This was helped by fossilized fragments of a skeleton, hidden inside a rock the size of a grapefruit overthrow one of the oldest hypotheses about the origin of modern birdsaccording to a study published this Wednesday by the Nature.
This was discovered by a research team from the British University of Cambridge and the Natuurhistorisch Museum in Maastricht one of the main features of the skull that characterizes 99% of modern birds – a mobile beak – it evolved before the mass extinction that wiped out all large dinosaurs 66 million years ago.
Their findings further suggest this the skulls of ostriches and emus they suffered an evolutionary setback, reverting to a more primitive condition after the rise of modern birds.
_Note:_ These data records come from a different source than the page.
use std::sync::Arc;

use axum::{
    extract::{Path, State},
    http::StatusCode,
    response::{IntoResponse, Response},
    routing::{get, post, put},
    Router,
};
use serde_json::{json, Map, Value};

use super::domain::{LoanId, LoanSubmission, StatusUpdate};
use super::repository::{LoanRepository, RepositoryError};
use super::service::{LoanApplicationService, LoanServiceError};

const PENDING_PAGE: usize = 50;

/// Router exposing stateless scoring and loan case endpoints.
pub fn loan_router<R>(service: Arc<LoanApplicationService<R>>) -> Router
where
    R: LoanRepository + 'static,
{
    Router::new()
        .route("/api/v1/risk/assess", post(assess_handler::<R>))
        .route(
            "/api/v1/loans",
            post(submit_handler::<R>).get(list_handler::<R>),
        )
        .route("/api/v1/loans/pending", get(pending_handler::<R>))
        .route("/api/v1/loans/:loan_id", get(loan_handler::<R>))
        .route("/api/v1/loans/:loan_id/status", put(status_handler::<R>))
        .with_state(service)
}

pub(crate) async fn assess_handler<R>(
    State(service): State<Arc<LoanApplicationService<R>>>,
    axum::Json(fields): axum::Json<Map<String, Value>>,
) -> Response
where
    R: LoanRepository + 'static,
{
    match service.assess(&fields) {
        Ok(assessment) => (StatusCode::OK, axum::Json(assessment)).into_response(),
        Err(error) => error_response(error),
    }
}

pub(crate) async fn submit_handler<R>(
    State(service): State<Arc<LoanApplicationService<R>>>,
    axum::Json(payload): axum::Json<Map<String, Value>>,
) -> Response
where
    R: LoanRepository + 'static,
{
    match service.submit(LoanSubmission::from_payload(payload)) {
        Ok(loan) => (StatusCode::CREATED, axum::Json(loan)).into_response(),
        Err(error) => error_response(error),
    }
}

pub(crate) async fn list_handler<R>(
    State(service): State<Arc<LoanApplicationService<R>>>,
) -> Response
where
    R: LoanRepository + 'static,
{
    match service.list() {
        Ok(loans) => {
            let summaries: Vec<_> = loans.iter().map(|loan| loan.summary()).collect();
            (StatusCode::OK, axum::Json(summaries)).into_response()
        }
        Err(error) => error_response(error),
    }
}

pub(crate) async fn pending_handler<R>(
    State(service): State<Arc<LoanApplicationService<R>>>,
) -> Response
where
    R: LoanRepository + 'static,
{
    match service.pending(PENDING_PAGE) {
        Ok(loans) => {
            let summaries: Vec<_> = loans.iter().map(|loan| loan.summary()).collect();
            (StatusCode::OK, axum::Json(summaries)).into_response()
        }
        Err(error) => error_response(error),
    }
}

pub(crate) async fn loan_handler<R>(
    State(service): State<Arc<LoanApplicationService<R>>>,
    Path(loan_id): Path<String>,
) -> Response
where
    R: LoanRepository + 'static,
{
    match service.get(&LoanId(loan_id)) {
        Ok(loan) => (StatusCode::OK, axum::Json(loan)).into_response(),
        Err(error) => error_response(error),
    }
}

pub(crate) async fn status_handler<R>(
    State(service): State<Arc<LoanApplicationService<R>>>,
    Path(loan_id): Path<String>,
    axum::Json(update): axum::Json<StatusUpdate>,
) -> Response
where
    R: LoanRepository + 'static,
{
    match service.update_status(&LoanId(loan_id), update) {
        Ok(loan) => (StatusCode::OK, axum::Json(loan)).into_response(),
        Err(error) => error_response(error),
    }
}

fn error_response(error: LoanServiceError) -> Response {
    match error {
        LoanServiceError::Assessment(error) => {
            let payload = json!({
                "error": error.to_string(),
                "field": error.field(),
            });
            (StatusCode::UNPROCESSABLE_ENTITY, axum::Json(payload)).into_response()
        }
        LoanServiceError::Repository(RepositoryError::NotFound) => {
            let payload = json!({
                "error": "loan not found",
            });
            (StatusCode::NOT_FOUND, axum::Json(payload)).into_response()
        }
        LoanServiceError::InvalidTransition { from, to } => {
            let payload = json!({
                "error": format!("loan is {from} and cannot move to {to}"),
                "status": from,
            });
            (StatusCode::CONFLICT, axum::Json(payload)).into_response()
        }
        LoanServiceError::Repository(RepositoryError::StatusChanged { current }) => {
            let payload = json!({
                "error": "loan status changed concurrently, retry the decision",
                "status": current,
            });
            (StatusCode::CONFLICT, axum::Json(payload)).into_response()
        }
        other => {
            let payload = json!({
                "error": other.to_string(),
            });
            (StatusCode::INTERNAL_SERVER_ERROR, axum::Json(payload)).into_response()
        }
    }
}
The study notes that using CT scanning techniques, the research team identified palate bones of a new species of large birdthey called Janavis Finalidenswho lived at the end of the dinosaur era and who it was one of the last birds with teeth.
For more than a century it has been assumed that the mechanism that allows a mobile beak it evolved after the extinction of the dinosaurs although the new finding suggests that our understanding of a modern bird skull needs to be re-evaluated.
The study finds that each of the 11,000 bird species on Earth is classified into two groups, based on available to the palate bones.
paleognaths and neognaths
According to this, ostriches, emus and their relatives would be grouped into the group of paleognathsin which, like humans, the palate bones are fused into a solid mass.
The other birds are classified in babiesthe “new jaw” group, whereby its palate bones connect with a movable joint.
These two groups were first classified by British biologist Thomas Huxley, a proponent of Charles Darwin’s evolutionary theory, whose assumption was that the “ancient” jaw configuration was the original condition of modern birds.
“This assumption has since been taken for granted,” said Daniel Field of Cambridge’s Department of Earth Sciences.
“The main reason this hypothesis has persisted is that we have not had well-preserved fossils of palatebirds from the period in which modern birds originated,” he added.
The fossil, Janavis, it was found in a quartz quarry near the border between Belgium and the Netherlands in the 1990s and was first analyzed in 2002.
Because the fossil was embedded in rock, the scientists could only base their descriptions on what they could see from the outside, and described the pieces of bone sticking out of the rocks as fragments of the skull and shoulder bones.
Nearly 20 years later, the fossil was loaned to the Cambridge research team, and Juan Benito, then a student, began to see it differently.
Realizing that the bone was a skull bone and not a shoulder bone led the researchers to conclude the condition “modern jaw”that turkeys have, it evolved before the “ancient jaw” condition of ostriches.
“Using geometric analyses, we were able to show that the shape of the palate bone fossil was extremely similar to that of live chickens and ducks,” said Pei-Chen Kuo, co-author of the study.
Field noted that “Evolution doesn’t happen in straight lines. This fossil shows that the mobile beak, a condition we’ve always thought was later in the origin of modern birds, evolved before there were modern birds.”
EFE extension
Source: Clarin
Mark Jones is a world traveler and journalist for News Rebeat. With a curious mind and a love of adventure, Mark brings a unique perspective to the latest global events and provides in-depth and thought-provoking coverage of the world at large.